PeterL: but isn't it the same kinda stuff ALF is always complaining about?
mircea_popescu: and the inept robber and the underpaid policeman also engage in "the same kinda stuff"
davout: meanwhile, the bitbet auction best bid is at 50 btc, aka one full Bitcoin block reward
davout: je viens de mettre une enchère à 60 btc sur bitbet
davout: The bitbet auction best bid now stands at 60 btc
PeterL: asciilifeform> (it is, i think, imitating the rear engine block of 12 cyl 'ferrari' with its air cooled motor) << I always thought it was supposed to provide some shade, keep inside car from heating up in the sun?
mircea_popescu: let's study why people who live off the dole don't build the empire that was.
mircea_popescu: anyone cares enough to see if whoever's left at paymium wants to do a qntra interview ?
☟︎ mircea_popescu: o wow look at that, pete - znort - davout three way free for all! lol.
davout: The bitbet auction best bid now stands at 63.1337 btc
mircea_popescu: im so fucking curious what are the limits of the various parties involved and if any whale lurks lol.
mircea_popescu: but all in all this is SO MUCH like eulora auctions i can't fucking believe.
mircea_popescu: is it past the end ? what's the cutoff, 1 hr from 10:28 art ?
davout: The bitbet auction best bid now stands at 70 btc
davout: mircea_popescu: one hour after the bid war has stopped basically
mircea_popescu: right so technically speaking, time of last bid + 1 hr, and last bid is at 10:33 ie right now
mircea_popescu: asciilifeform> 'More than 40% of Americans who borrowed from the governments main student-loan program arent making payments << incidentally... i own a coupla of these.
mircea_popescu: they'll make any payments sometime after microsoft-loses-license-o'clock.
davout: still 12 minutes left to outbid pete_dushenski
danielpbarron: ;;later tell pete_dushenski congrats on winning bitbet!
danielpbarron: btw his clearsigned thing got mangled by your site, davout ; easy fix to confirm is add two hyphens to each group of hyphens
davout: danielpbarron: i usually add <pre> tags
davout: imma check the precise timestamps
davout: danielpbarron: yeah, i'm adding them myself since wp is retarded
PeterL: cutting it close to the deadline, did the bid get in on time?

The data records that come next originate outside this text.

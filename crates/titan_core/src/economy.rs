//! Gold economy.
//!
//! All calculations use integer math for deterministic simulation.

use serde::{Deserialize, Serialize};

use crate::error::{GameError, Result};

/// Bonus gold on top of `amount` for the given number of gold upgrades.
///
/// `floor(amount × upgrades × pct / 100)`.
#[must_use]
pub fn gold_bonus(amount: u32, upgrades: u32, pct_per_upgrade: u32) -> u32 {
    let bonus = u64::from(amount) * u64::from(upgrades) * u64::from(pct_per_upgrade) / 100;
    u32::try_from(bonus).unwrap_or(u32::MAX)
}

/// The player's gold stockpile plus lifetime totals.
#[derive(Debug, Clone, Copy, PartialEq, Eq, Hash, Default, Serialize, Deserialize)]
pub struct Treasury {
    gold: u32,
    earned: u64,
    spent: u64,
}

impl Treasury {
    /// Start with `gold` in the bank.
    #[must_use]
    pub const fn new(gold: u32) -> Self {
        Self {
            gold,
            earned: 0,
            spent: 0,
        }
    }

    /// Current gold.
    #[must_use]
    pub const fn gold(&self) -> u32 {
        self.gold
    }

    /// Gold credited over the whole game, bonuses included.
    #[must_use]
    pub const fn earned(&self) -> u64 {
        self.earned
    }

    /// Gold spent over the whole game.
    #[must_use]
    pub const fn spent(&self) -> u64 {
        self.spent
    }

    /// Credit `amount` plus the upgrade bonus. Returns what was credited.
    pub fn credit(&mut self, amount: u32, upgrades: u32, pct_per_upgrade: u32) -> u32 {
        let total = amount.saturating_add(gold_bonus(amount, upgrades, pct_per_upgrade));
        self.gold = self.gold.saturating_add(total);
        self.earned += u64::from(total);
        total
    }

    /// Whether `amount` can be paid.
    #[must_use]
    pub const fn can_afford(&self, amount: u32) -> bool {
        self.gold >= amount
    }

    /// Pay `amount`, or leave the stockpile untouched and fail.
    pub fn spend(&mut self, amount: u32) -> Result<()> {
        if !self.can_afford(amount) {
            return Err(GameError::InsufficientGold {
                required: amount,
                available: self.gold,
            });
        }
        self.gold -= amount;
        self.spent += u64::from(amount);
        Ok(())
    }
}
//! Headless game runner implementation.
//!
//! Reads JSON commands line by line, drives a recorded simulation and
//! writes JSON responses. The loop is synchronous: a controller waits for
//! the responses to one command before sending the next.

use std::io::{self, BufRead, Write};

use titan_core::command::{CommandOutcome, PlayerCommand};
use titan_core::config::GameConfig;
use titan_core::error::Result as GameResult;
use titan_core::replay::{Recorder, Replay};
use titan_core::simulation::Simulation;

use crate::protocol::{CatalogEntry, Command, Response};

/// Headless runner configuration.
#[derive(Debug, Clone, Default)]
pub struct HeadlessConfig {
    /// Output state after every tick (vs once per `tick` command).
    pub auto_state_output: bool,
    /// Seed of the game.
    pub seed: u64,
    /// Game rules.
    pub game_config: GameConfig,
}

/// Headless runner for externally controlled play.
#[derive(Debug)]
pub struct HeadlessRunner {
    config: HeadlessConfig,
    recorder: Recorder,
    game_over_sent: bool,
    quit: bool,
}

impl HeadlessRunner {
    /// Create a runner with a fresh game.
    pub fn new(config: HeadlessConfig) -> GameResult<Self> {
        let recorder = Recorder::new(config.game_config.clone(), config.seed)?;
        Ok(Self {
            config,
            recorder,
            game_over_sent: false,
            quit: false,
        })
    }

    /// The game being played.
    #[must_use]
    pub fn simulation(&self) -> &Simulation {
        self.recorder.simulation()
    }

    /// Whether a `quit` command has been handled.
    #[must_use]
    pub const fn should_quit(&self) -> bool {
        self.quit
    }

    /// Greeting sent before any command is read.
    #[must_use]
    pub fn ready(&self) -> Response {
        Response::ready(self.simulation().get_tick(), self.config.seed)
    }

    /// Parse and handle one input line.
    ///
    /// Blank lines produce no output.
    pub fn handle_line(&mut self, line: &str) -> Vec<Response> {
        let line = line.trim();
        if line.is_empty() {
            return Vec::new();
        }
        match Command::from_json(line) {
            Ok(cmd) => self.handle(cmd),
            Err(e) => {
                tracing::warn!(error = %e, "Unparseable command line");
                vec![Response::error(format!("Parse error: {e}"), None)]
            }
        }
    }

    /// Handle one command.
    pub fn handle(&mut self, cmd: Command) -> Vec<Response> {
        let name = cmd.name();
        tracing::debug!(cmd = name, tick = self.simulation().get_tick(), "Handling command");

        let result = match cmd {
            Command::Tick { count } => Ok(self.run_ticks(count)),
            Command::Query => Ok(vec![self.state_response()]),
            Command::Deploy { archetype } => archetype
                .resolve(self.simulation().catalog())
                .and_then(|id| self.apply(PlayerCommand::Deploy(id)))
                .map(|outcome| self.describe(outcome, name)),
            Command::Upgrade { kind } => self
                .apply(PlayerCommand::PurchaseUpgrade(kind))
                .map(|_| {
                    let sim = self.simulation();
                    vec![Response::Upgraded {
                        kind,
                        counts: *sim.upgrades(),
                        gold: sim.gold(),
                        player_hp: sim.player_hp(),
                        player_max_hp: sim.player_max_hp(),
                    }]
                }),
            Command::Difficulty { level } => self
                .apply(PlayerCommand::SetDifficulty(level))
                .map(|outcome| self.describe(outcome, name)),
            Command::Pause => self
                .apply(PlayerCommand::TogglePause)
                .map(|outcome| self.describe(outcome, name)),
            Command::Reset => self.apply(PlayerCommand::Reset).map(|outcome| {
                self.game_over_sent = false;
                self.describe(outcome, name)
            }),
            Command::Hash => {
                let sim = self.simulation();
                Ok(vec![Response::StateHash {
                    tick: sim.get_tick(),
                    hash: sim.state_hash(),
                }])
            }
            Command::Catalog => Ok(vec![Response::Catalog {
                archetypes: CatalogEntry::list(self.simulation().catalog()),
            }]),
            Command::Quit => {
                self.quit = true;
                Ok(vec![Response::Bye])
            }
        };

        result.unwrap_or_else(|err| {
            tracing::warn!(cmd = name, error = %err, "Command rejected");
            vec![Response::error(err.to_string(), Some(name))]
        })
    }

    fn apply(&mut self, command: PlayerCommand) -> GameResult<CommandOutcome> {
        self.recorder.apply(command)
    }

    fn describe(&self, outcome: CommandOutcome, name: &str) -> Vec<Response> {
        let sim = self.simulation();
        let response = match outcome {
            CommandOutcome::Deployed(unit_id) => {
                let archetype = sim
                    .player_units()
                    .iter()
                    .find(|unit| unit.id == unit_id)
                    .and_then(|unit| sim.catalog().get(unit.archetype).ok())
                    .map(|archetype| archetype.data.name.clone())
                    .unwrap_or_default();
                Response::Deployed {
                    unit_id,
                    archetype,
                    gold: sim.gold(),
                }
            }
            CommandOutcome::Upgraded(_)
            | CommandOutcome::DifficultySet(_)
            | CommandOutcome::PauseToggled(_)
            | CommandOutcome::Reset => Response::ack(name),
        };
        vec![response]
    }

    fn run_ticks(&mut self, count: u32) -> Vec<Response> {
        let mut responses = Vec::new();
        for _ in 0..count {
            if self.simulation().status().is_finished() {
                break;
            }
            let events = self.recorder.tick();
            if let Some(wave) = events.wave_started {
                tracing::info!(wave, tick = self.simulation().get_tick(), "Wave started");
            }
            if self.config.auto_state_output {
                responses.push(self.state_response());
            }
        }
        if !self.config.auto_state_output {
            responses.push(self.state_response());
        }
        if let Some(game_over) = self.game_over_response() {
            responses.push(game_over);
        }
        responses
    }

    fn state_response(&self) -> Response {
        let sim = self.simulation();
        Response::State {
            state: sim.snapshot(),
            hash: sim.state_hash(),
        }
    }

    fn game_over_response(&mut self) -> Option<Response> {
        let status = self.simulation().status();
        if !status.is_finished() || self.game_over_sent {
            return None;
        }
        self.game_over_sent = true;
        Some(Response::GameOver {
            result: status,
            summary: self.simulation().summary(),
        })
    }

    /// Run the protocol loop until `quit` or end of input.
    ///
    /// Returns the replay of the session.
    pub fn run<R: BufRead, W: Write>(mut self, input: R, mut output: W) -> io::Result<Replay> {
        write!(output, "{}", self.ready().to_json_line())?;
        output.flush()?;

        for line in input.lines() {
            let line = line?;
            for response in self.handle_line(&line) {
                write!(output, "{}", response.to_json_line())?;
            }
            output.flush()?;
            if self.quit {
                break;
            }
        }

        tracing::info!(
            frames = self.recorder.frame(),
            tick = self.simulation().get_tick(),
            "Session ended"
        );
        Ok(self.recorder.finish())
    }

    /// Run the protocol loop on stdin and stdout.
    pub fn run_stdio(self) -> io::Result<Replay> {
        let stdin = io::stdin();
        let stdout = io::stdout();
        self.run(stdin.lock(), stdout.lock())
    }
}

mircea_popescu pictures various groups frantically trying to gather more liquidity while the +1 btc bit bought them a little time etc
danielpbarron: hm, that latest bid doesn't seem to be signed properly
PeterL: semms the comment system is magling the pgp-isms inline signaling
danielpbarron: well i was able to fix pete's myself and see that it verified, but the same trick didn't work on znort's
davout: also i fell of chair when i discovered wp_comments table has two fields comment_date_gmt, and comment_date
davout: danielpbarron: it's not over
davout: danielpbarron: it's *not* over
davout: the sig is valid once i add <pre>s
danielpbarron: right, i thought maybe znort had made the bid an hour ago and it was he who won
davout: half an hour left to take home bbet
davout: if anyone cares i'm done bidding
davout: everyone's my sockpuppet except pete who's being milked for the shareholders
davout: asciilifeform: dude is in wot
davout: he's not wotless that's all
PeterL: I forget, what did decimation do wrong?
mircea_popescu: there isn't any air for the whole "oh i did nothing wrong" contribution.

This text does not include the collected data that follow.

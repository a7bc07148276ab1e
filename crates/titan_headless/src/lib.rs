//! Headless game runner for scripted play, balance runs and CI verification.
//!
//! This crate runs the lane-defense game without graphics. It can be
//! driven two ways:
//!
//! - **Protocol**: JSON commands on stdin, JSON responses on stdout. An
//!   external agent plays the game one command at a time.
//! - **Autopilot**: a [`Strategy`] plays whole games; [`batch`] runs many
//!   of them in parallel and aggregates [`GameMetrics`].
//!
//! Every session records a replay that can be verified later.
//!
//! # Protocol
//!
//! Communication uses JSON lines (one JSON object per line):
//!
//! - **stdin**: Commands from controller (tick, deploy, upgrade, etc.)
//! - **stdout**: State updates and responses (JSON)
//! - **stderr**: Debug logs (human-readable)
//!
//! See [`protocol`] module for the full command/response specification.
//!
//! # Example
//!
//! ```bash
//! # Run interactively
//! echo '{"cmd":"tick","count":60}' | cargo run -p titan_headless
//!
//! # Balance run
//! cargo run -p titan_headless -- batch --strategy swarm --count 200
//!
//! # Verify a replay
//! cargo run -p titan_headless -- replay --file game.replay --verify
//! ```

pub mod batch;
pub mod config_loader;
pub mod game_runner;
pub mod metrics;
pub mod protocol;
pub mod runner;
pub mod strategies;

pub use batch::{run_batch, BatchConfig, BatchResults};
pub use config_loader::{resolve_config, ConfigError};
pub use game_runner::{run_game, GameResult, RunConfig};
pub use metrics::{BatchSummary, GameMetrics, MetricsCollector};
pub use protocol::{Command, Response};
pub use runner::{HeadlessConfig, HeadlessRunner};
pub use strategies::{Strategy, StrategyExecutor};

deedbot: L1: 0, L2: 1 by 1 connections.
davout: $gettrust deedbot znort987
deedbot: L1: 0, L2: 1 by 1 connections.
PeterL: meh, just wondering, I guess I can search through logs
davout: looks like pete is done bidding
davout: this znort fellow doesn't show up when grepping my logpile
davout: l'argent n'a pas d'odeur
davout: aha, i misunderstood, thought he asked pointers to the forum's logs
davout: aaaaand pete is back in the race with a 72 btc bid
PeterL: mircea_popescu mpex faq still points to #bitcoin-assets
gernika: asciilifeform: aqcuirers of web sites typically want all sorts of metrics about the site that might be in the logs.
mircea_popescu: asciilifeform i dunno, www world is enamoured with "metrics" and whatnot
davout: guess imma make myself some tea, this isn't going to be resolved today at this rate
mircea_popescu: i have a trilema article all ready for when this finally happened, went to bed expecting to publish it this morn... no dice...
PeterL: asciilifeform maybe you just took the wrong strategy, should have waited until the end to go from .001 to 9 btc, scare everybody else off
mircea_popescu: in any case he held top bid for a longer interval than the eventual winner is likely to :D
mircea_popescu: see alfie, metrics. they make any reality more palatable.
davout: aaand pete_dushenski takes the lead with a 74 btc bid
shinohai: And znort counters with 75 ).0
mircea_popescu: shares a bar for url and search ? "click here to log what you type in url bar which we now call omnibar" ? there's no way to see cookies, all you can do is "obliterate" items, and limited to "from the past...." so you can't actually purge the shitbag ?
mircea_popescu: popups to translate pages "not in the languages i speak" ? wtf does it know what languages i speak
phf: mircea_popescu: you've not looked at "modern" browsers in a while
mircea_popescu: oh, don't tell me, i could "save setings online and access them from any browser"
mircea_popescu: "continue rtunning background apps when chromium is closed" thing takes the cake. nigga, say wut ?!
phf: yeah, that's about how long it's been since you could get a decent browser behavior. i think that's when firefox switched from "general purpose xul renderer" to "modern browser"
mircea_popescu: "the web" as a sort of google-run itunes store ? in the grand tradition of the bbs archive ?
davout: and why's pete_dushenski not around?
phf: betting 74btc from his iphone at a brunch or something
PeterL: what would you use instead?
PeterL: firefox used to be the best, now it just feels slow and clunky when I try to use it
PeterL: has the leak gotten bigger with time?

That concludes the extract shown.